### What to work on
Your task is to copy all of the data exactly.

***

//! Grid coordinate type.

use std::fmt;

/// A `(row, col)` position on the square grid.
///
/// Components are signed so that neighbourhood and travel arithmetic can step
/// outside the grid before the bounds check rejects the result.  Values
/// handed to the cell store are always inside `[0, size)`.
#[derive(Copy, Clone, PartialEq, Eq, Hash, Debug, Default)]
#[cfg_attr(feature = "serde", derive(serde::Serialize, serde::Deserialize))]
pub struct Coord {
    pub row: i32,
    pub col: i32,
}

impl Coord {
    #[inline]
    pub const fn new(row: i32, col: i32) -> Self {
        Self { row, col }
    }

    /// `true` if both components lie in `[0, size)`.
    #[inline]
    pub fn in_bounds(self, size: u32) -> bool {
        let size = size as i64;
        (0..size).contains(&(self.row as i64)) && (0..size).contains(&(self.col as i64))
    }

    /// The coordinate displaced by `(d_row, d_col)`.
    #[inline]
    pub fn offset(self, d_row: i32, d_col: i32) -> Coord {
        Coord::new(self.row.wrapping_add(d_row), self.col.wrapping_add(d_col))
    }

    /// Chebyshev (king-move) distance; the Moore ring is distance 1.
    #[inline]
    pub fn chebyshev(self, other: Coord) -> u32 {
        self.row.abs_diff(other.row).max(self.col.abs_diff(other.col))
    }
}

impl fmt::Display for Coord {
    fn fmt(&self, f: &mut fmt::Formatter<'_>) -> fmt::Result {
        write!(f, "({}, {})", self.row, self.col)
    }
}
//! Final (or intermediate) run summary handed to reporting collaborators.

use std::fmt;

use ca_core::SimConfig;
use ca_grid::PopulationCounts;

/// Why the day loop stopped.
#[derive(Copy, Clone, PartialEq, Eq, Debug)]
pub enum Termination {
    /// `day` reached `max_days` with infections still active.
    DayLimit,
    /// The infected queue emptied before the day limit.
    Extinction,
    /// Neither condition holds yet (e.g. after `run_days`).
    Running,
}

impl fmt::Display for Termination {
    fn fmt(&self, f: &mut fmt::Formatter<'_>) -> fmt::Result {
        f.write_str(match self {
            Termination::DayLimit   => "day limit reached",
            Termination::Extinction => "no infected agents left",
            Termination::Running    => "running",
        })
    }
}

/// Read-only snapshot of a run: configuration echo plus the counters.
#[derive(Clone, Debug, PartialEq)]
pub struct SimReport {
    pub grid_size:        u32,
    pub seed:             u64,
    pub initial_infected: u32,
    pub trips_per_day:    i32,
    pub travel_radius:    u32,
    /// Days simulated so far.
    pub day:              u32,
    pub max_days:         u32,
    pub counts:           PopulationCounts,
    pub termination:      Termination,
}

impl SimReport {
    pub fn new(config: &SimConfig, day: u32, counts: PopulationCounts, infected_queue_empty: bool) -> Self {
        let termination = if infected_queue_empty {
            Termination::Extinction
        } else if day >= config.max_days {
            Termination::DayLimit
        } else {
            Termination::Running
        };
        Self {
            grid_size:        config.grid_size,
            seed:             config.seed,
            initial_infected: config.initial_infected,
            trips_per_day:    config.trips_per_day,
            travel_radius:    config.travel_radius,
            day,
            max_days:         config.max_days,
            counts,
            termination,
        }
    }
}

***

### Exercise response
//! Grid coordinate type.

use std::fmt;

/// A `(row, col)` position on the square grid.
///
/// Components are signed so that neighbourhood and travel arithmetic can step
/// outside the grid before the bounds check rejects the result.  Values
/// handed to the cell store are always inside `[0, size)`.
#[derive(Copy, Clone, PartialEq, Eq, Hash, Debug, Default)]
#[cfg_attr(feature = "serde", derive(serde::Serialize, serde::Deserialize))]
pub struct Coord {
    pub row: i32,
    pub col: i32,
}

impl Coord {
    #[inline]
    pub const fn new(row: i32, col: i32) -> Self {
        Self { row, col }
    }

    /// `true` if both components lie in `[0, size)`.
    #[inline]
    pub fn in_bounds(self, size: u32) -> bool {
        let size = size as i64;
        (0..size).contains(&(self.row as i64)) && (0..size).contains(&(self.col as i64))
    }

    /// The coordinate displaced by `(d_row, d_col)`.
    #[inline]
    pub fn offset(self, d_row: i32, d_col: i32) -> Coord {
        Coord::new(self.row.wrapping_add(d_row), self.col.wrapping_add(d_col))
    }

    /// Chebyshev (king-move) distance; the Moore ring is distance 1.
    #[inline]
    pub fn chebyshev(self, other: Coord) -> u32 {
        self.row.abs_diff(other.row).max(self.col.abs_diff(other.col))
    }
}

impl fmt::Display for Coord {
    fn fmt(&self, f: &mut fmt::Formatter<'_>) -> fmt::Result {
        write!(f, "({}, {})", self.row, self.col)
    }
}
//! Final (or intermediate) run summary handed to reporting collaborators.

use std::fmt;

use ca_core::SimConfig;
use ca_grid::PopulationCounts;

/// Why the day loop stopped.
#[derive(Copy, Clone, PartialEq, Eq, Debug)]
pub enum Termination {
    /// `day` reached `max_days` with infections still active.
    DayLimit,
    /// The infected queue emptied before the day limit.
    Extinction,
    /// Neither condition holds yet (e.g. after `run_days`).
    Running,
}

impl fmt::Display for Termination {
    fn fmt(&self, f: &mut fmt::Formatter<'_>) -> fmt::Result {
        f.write_str(match self {
            Termination::DayLimit   => "day limit reached",
            Termination::Extinction => "no infected agents left",
            Termination::Running    => "running",
        })
    }
}

/// Read-only snapshot of a run: configuration echo plus the counters.
#[derive(Clone, Debug, PartialEq)]
pub struct SimReport {
    pub grid_size:        u32,
    pub seed:             u64,
    pub initial_infected: u32,
    pub trips_per_day:    i32,
    pub travel_radius:    u32,
    /// Days simulated so far.
    pub day:              u32,
    pub max_days:         u32,
    pub counts:           PopulationCounts,
    pub termination:      Termination,
}

impl SimReport {
    pub fn new(config: &SimConfig, day: u32, counts: PopulationCounts, infected_queue_empty: bool) -> Self {
        let termination = if infected_queue_empty {
            Termination::Extinction
        } else if day >= config.max_days {
            Termination::DayLimit
        } else {
            Termination::Running
        };
        Self {
            grid_size:        config.grid_size,
            seed:             config.seed,
            initial_infected: config.initial_infected,
            trips_per_day:    config.trips_per_day,
            travel_radius:    config.travel_radius,
            day,
            max_days:         config.max_days,
            counts,
            termination,
        }
    }
}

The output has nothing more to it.